#### Assignment
Reading through the lines below, count those that include the string "Copy"; the answer is that number and nothing else.

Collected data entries

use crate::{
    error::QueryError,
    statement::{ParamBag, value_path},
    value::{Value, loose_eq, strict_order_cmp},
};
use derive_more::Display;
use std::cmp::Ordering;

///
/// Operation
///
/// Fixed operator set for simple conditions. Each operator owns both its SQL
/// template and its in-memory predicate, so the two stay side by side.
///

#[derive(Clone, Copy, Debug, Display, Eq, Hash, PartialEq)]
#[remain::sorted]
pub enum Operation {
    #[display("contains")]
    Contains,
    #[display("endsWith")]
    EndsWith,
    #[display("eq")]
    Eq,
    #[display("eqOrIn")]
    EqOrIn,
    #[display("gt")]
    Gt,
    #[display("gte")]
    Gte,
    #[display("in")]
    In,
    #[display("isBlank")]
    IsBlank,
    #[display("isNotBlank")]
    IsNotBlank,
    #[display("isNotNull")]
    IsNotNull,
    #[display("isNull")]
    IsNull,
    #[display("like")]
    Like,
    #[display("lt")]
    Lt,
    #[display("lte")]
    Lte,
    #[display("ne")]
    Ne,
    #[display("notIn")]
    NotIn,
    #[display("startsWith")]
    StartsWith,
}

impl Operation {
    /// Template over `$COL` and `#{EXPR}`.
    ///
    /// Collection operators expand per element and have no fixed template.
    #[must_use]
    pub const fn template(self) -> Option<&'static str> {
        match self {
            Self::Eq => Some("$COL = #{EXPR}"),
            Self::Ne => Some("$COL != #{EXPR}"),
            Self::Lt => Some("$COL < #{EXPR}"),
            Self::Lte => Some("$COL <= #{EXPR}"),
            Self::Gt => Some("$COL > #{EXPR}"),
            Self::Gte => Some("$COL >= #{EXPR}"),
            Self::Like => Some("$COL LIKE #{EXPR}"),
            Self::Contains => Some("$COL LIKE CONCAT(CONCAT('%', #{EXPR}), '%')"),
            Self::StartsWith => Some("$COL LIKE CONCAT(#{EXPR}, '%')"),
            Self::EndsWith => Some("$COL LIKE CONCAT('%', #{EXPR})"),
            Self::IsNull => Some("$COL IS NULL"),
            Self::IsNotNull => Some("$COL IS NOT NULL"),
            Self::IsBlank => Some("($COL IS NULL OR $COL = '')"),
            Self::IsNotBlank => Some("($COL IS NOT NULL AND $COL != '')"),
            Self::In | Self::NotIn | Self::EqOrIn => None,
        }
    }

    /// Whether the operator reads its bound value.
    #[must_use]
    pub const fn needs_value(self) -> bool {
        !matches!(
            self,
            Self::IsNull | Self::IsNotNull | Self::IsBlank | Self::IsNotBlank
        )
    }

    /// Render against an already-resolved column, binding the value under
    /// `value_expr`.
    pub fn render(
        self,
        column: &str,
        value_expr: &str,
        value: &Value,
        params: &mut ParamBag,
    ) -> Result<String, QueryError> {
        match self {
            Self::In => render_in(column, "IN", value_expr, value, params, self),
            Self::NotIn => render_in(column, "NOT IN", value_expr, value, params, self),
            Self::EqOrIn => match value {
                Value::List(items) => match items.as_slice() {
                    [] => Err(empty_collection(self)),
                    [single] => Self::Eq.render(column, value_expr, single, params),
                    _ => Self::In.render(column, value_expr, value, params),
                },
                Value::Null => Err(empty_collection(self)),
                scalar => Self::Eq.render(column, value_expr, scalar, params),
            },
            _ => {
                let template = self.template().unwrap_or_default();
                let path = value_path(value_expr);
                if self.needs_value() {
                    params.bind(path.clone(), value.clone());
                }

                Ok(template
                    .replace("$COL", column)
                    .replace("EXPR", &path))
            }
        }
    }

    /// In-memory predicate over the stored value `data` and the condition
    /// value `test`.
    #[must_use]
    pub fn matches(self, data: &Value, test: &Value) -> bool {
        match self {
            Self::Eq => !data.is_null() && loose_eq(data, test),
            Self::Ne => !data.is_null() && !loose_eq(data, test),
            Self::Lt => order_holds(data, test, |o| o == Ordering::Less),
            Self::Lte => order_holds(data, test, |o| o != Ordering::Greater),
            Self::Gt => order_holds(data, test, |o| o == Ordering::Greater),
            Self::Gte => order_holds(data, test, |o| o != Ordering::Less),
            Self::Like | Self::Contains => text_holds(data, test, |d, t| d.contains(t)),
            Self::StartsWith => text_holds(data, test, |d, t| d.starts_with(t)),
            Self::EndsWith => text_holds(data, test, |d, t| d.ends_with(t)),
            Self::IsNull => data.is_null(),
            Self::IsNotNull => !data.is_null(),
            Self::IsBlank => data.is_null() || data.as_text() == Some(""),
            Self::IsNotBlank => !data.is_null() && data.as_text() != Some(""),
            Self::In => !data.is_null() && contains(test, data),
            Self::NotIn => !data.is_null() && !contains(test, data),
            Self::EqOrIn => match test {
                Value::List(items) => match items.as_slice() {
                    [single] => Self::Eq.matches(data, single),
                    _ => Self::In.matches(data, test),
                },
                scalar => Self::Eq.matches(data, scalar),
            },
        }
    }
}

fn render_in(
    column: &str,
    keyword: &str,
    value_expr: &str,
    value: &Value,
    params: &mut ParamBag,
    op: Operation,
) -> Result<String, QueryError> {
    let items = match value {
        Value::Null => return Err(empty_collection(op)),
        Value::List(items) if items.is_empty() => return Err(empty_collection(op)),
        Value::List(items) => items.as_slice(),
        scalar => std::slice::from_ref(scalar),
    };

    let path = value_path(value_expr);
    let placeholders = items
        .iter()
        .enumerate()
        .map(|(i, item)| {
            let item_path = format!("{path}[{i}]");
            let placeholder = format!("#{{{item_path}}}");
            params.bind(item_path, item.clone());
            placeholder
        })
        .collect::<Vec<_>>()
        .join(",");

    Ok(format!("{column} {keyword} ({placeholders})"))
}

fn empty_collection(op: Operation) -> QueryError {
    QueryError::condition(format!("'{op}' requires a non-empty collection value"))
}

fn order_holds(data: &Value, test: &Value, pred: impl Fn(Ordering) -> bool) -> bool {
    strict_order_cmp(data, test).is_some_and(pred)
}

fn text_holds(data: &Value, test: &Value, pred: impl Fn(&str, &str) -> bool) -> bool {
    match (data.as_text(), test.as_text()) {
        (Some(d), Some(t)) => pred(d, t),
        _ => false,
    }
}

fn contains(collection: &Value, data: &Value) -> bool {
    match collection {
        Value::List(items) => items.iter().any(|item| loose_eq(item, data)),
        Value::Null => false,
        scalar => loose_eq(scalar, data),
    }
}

* * *

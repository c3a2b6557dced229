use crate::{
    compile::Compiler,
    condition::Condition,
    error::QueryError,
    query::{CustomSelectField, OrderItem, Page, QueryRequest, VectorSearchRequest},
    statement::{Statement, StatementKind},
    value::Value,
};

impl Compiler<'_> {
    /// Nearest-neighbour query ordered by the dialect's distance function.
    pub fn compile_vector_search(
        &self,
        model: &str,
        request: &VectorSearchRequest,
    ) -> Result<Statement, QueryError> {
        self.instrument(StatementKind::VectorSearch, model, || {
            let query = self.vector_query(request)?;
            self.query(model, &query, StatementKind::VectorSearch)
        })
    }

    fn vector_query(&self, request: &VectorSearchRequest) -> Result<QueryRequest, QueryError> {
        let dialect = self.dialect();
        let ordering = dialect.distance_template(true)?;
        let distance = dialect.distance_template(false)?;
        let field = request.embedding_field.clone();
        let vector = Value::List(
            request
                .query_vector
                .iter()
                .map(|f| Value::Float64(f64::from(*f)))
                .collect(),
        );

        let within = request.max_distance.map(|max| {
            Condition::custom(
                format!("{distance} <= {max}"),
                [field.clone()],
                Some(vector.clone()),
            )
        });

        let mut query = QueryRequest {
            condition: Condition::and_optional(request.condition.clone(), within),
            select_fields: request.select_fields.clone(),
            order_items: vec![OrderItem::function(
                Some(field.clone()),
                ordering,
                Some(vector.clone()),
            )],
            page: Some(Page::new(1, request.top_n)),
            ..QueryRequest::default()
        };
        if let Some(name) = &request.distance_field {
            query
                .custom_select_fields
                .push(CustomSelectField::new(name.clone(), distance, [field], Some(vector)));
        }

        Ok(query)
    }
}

--

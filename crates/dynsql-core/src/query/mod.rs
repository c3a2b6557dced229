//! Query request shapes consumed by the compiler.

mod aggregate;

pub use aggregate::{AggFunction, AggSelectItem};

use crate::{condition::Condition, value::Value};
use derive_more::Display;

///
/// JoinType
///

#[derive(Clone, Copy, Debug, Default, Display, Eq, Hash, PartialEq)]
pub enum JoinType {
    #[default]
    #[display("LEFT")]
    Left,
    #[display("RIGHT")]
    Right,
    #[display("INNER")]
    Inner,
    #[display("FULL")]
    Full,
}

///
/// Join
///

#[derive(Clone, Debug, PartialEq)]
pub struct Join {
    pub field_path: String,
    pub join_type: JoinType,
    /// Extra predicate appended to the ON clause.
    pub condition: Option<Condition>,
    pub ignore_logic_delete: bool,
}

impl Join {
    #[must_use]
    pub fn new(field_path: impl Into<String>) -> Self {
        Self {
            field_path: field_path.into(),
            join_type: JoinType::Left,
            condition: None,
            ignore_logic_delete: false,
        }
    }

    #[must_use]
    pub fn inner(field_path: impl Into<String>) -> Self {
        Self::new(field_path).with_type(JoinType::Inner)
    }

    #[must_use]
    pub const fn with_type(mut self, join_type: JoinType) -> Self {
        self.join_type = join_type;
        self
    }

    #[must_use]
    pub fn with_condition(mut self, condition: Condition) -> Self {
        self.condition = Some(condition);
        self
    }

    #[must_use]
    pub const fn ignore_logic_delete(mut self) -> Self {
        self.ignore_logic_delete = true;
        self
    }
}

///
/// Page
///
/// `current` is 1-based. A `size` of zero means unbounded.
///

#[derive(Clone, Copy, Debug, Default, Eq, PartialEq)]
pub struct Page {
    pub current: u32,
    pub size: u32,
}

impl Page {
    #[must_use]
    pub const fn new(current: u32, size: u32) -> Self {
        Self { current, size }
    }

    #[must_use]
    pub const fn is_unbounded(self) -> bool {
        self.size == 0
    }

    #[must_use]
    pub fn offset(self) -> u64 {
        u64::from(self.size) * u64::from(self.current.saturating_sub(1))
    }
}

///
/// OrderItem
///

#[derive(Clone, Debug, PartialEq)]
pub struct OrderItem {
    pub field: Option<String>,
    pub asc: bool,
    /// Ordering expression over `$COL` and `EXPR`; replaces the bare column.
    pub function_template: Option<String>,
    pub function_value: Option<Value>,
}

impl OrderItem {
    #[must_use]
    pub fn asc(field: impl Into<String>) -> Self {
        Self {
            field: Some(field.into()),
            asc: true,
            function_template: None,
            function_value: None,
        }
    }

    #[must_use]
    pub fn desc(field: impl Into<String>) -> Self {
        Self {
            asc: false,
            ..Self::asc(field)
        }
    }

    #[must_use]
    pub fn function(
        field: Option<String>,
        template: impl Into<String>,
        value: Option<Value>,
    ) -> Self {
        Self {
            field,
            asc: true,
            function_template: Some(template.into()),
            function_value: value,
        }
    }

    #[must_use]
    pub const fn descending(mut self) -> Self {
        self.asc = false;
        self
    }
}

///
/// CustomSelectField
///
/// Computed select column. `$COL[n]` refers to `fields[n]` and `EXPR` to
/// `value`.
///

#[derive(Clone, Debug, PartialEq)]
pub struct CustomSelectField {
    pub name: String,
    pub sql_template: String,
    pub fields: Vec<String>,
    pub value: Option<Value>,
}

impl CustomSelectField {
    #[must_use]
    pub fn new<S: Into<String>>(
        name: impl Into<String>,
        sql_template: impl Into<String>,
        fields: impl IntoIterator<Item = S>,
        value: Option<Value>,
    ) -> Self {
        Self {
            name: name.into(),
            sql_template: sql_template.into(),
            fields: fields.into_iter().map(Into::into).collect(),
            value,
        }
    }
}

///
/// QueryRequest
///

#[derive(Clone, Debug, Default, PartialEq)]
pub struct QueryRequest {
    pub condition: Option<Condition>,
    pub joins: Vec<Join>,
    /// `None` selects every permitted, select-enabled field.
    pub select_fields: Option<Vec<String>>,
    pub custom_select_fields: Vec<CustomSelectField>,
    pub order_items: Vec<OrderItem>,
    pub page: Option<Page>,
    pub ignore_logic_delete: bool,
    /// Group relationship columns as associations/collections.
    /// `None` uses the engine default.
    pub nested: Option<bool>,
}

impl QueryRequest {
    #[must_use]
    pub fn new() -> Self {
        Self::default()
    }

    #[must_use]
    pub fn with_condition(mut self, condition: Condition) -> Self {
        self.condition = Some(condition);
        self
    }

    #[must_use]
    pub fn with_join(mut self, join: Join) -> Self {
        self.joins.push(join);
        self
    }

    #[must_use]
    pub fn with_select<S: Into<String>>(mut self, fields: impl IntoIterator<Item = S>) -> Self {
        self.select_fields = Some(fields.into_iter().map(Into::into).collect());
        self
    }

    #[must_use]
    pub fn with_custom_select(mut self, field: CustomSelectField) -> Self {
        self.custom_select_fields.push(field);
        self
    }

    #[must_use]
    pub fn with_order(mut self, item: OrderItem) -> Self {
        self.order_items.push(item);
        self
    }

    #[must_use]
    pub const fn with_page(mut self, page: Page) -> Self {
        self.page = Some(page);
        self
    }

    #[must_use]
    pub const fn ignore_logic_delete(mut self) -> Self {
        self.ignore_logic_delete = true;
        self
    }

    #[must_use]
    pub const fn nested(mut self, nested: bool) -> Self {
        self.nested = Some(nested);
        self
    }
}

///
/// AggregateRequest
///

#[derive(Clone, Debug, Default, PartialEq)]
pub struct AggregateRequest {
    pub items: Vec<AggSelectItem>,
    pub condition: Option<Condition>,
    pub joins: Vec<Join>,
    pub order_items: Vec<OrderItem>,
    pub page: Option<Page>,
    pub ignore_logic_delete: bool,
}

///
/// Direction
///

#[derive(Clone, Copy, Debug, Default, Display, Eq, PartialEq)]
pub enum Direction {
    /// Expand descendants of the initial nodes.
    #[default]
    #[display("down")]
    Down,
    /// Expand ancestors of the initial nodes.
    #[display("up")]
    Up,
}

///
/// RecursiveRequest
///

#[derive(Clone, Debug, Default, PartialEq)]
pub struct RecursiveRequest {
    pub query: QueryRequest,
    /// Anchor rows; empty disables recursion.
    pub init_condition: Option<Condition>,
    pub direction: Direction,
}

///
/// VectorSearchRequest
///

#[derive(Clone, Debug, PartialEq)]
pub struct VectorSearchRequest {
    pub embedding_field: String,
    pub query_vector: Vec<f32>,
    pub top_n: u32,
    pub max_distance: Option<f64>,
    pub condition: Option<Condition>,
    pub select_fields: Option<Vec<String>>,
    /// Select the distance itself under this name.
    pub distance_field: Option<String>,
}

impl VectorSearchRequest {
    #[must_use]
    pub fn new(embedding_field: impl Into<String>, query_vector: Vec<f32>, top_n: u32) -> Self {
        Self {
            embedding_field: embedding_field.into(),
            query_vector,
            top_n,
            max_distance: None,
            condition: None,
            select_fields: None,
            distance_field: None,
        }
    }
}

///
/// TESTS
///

#### Exercise result
4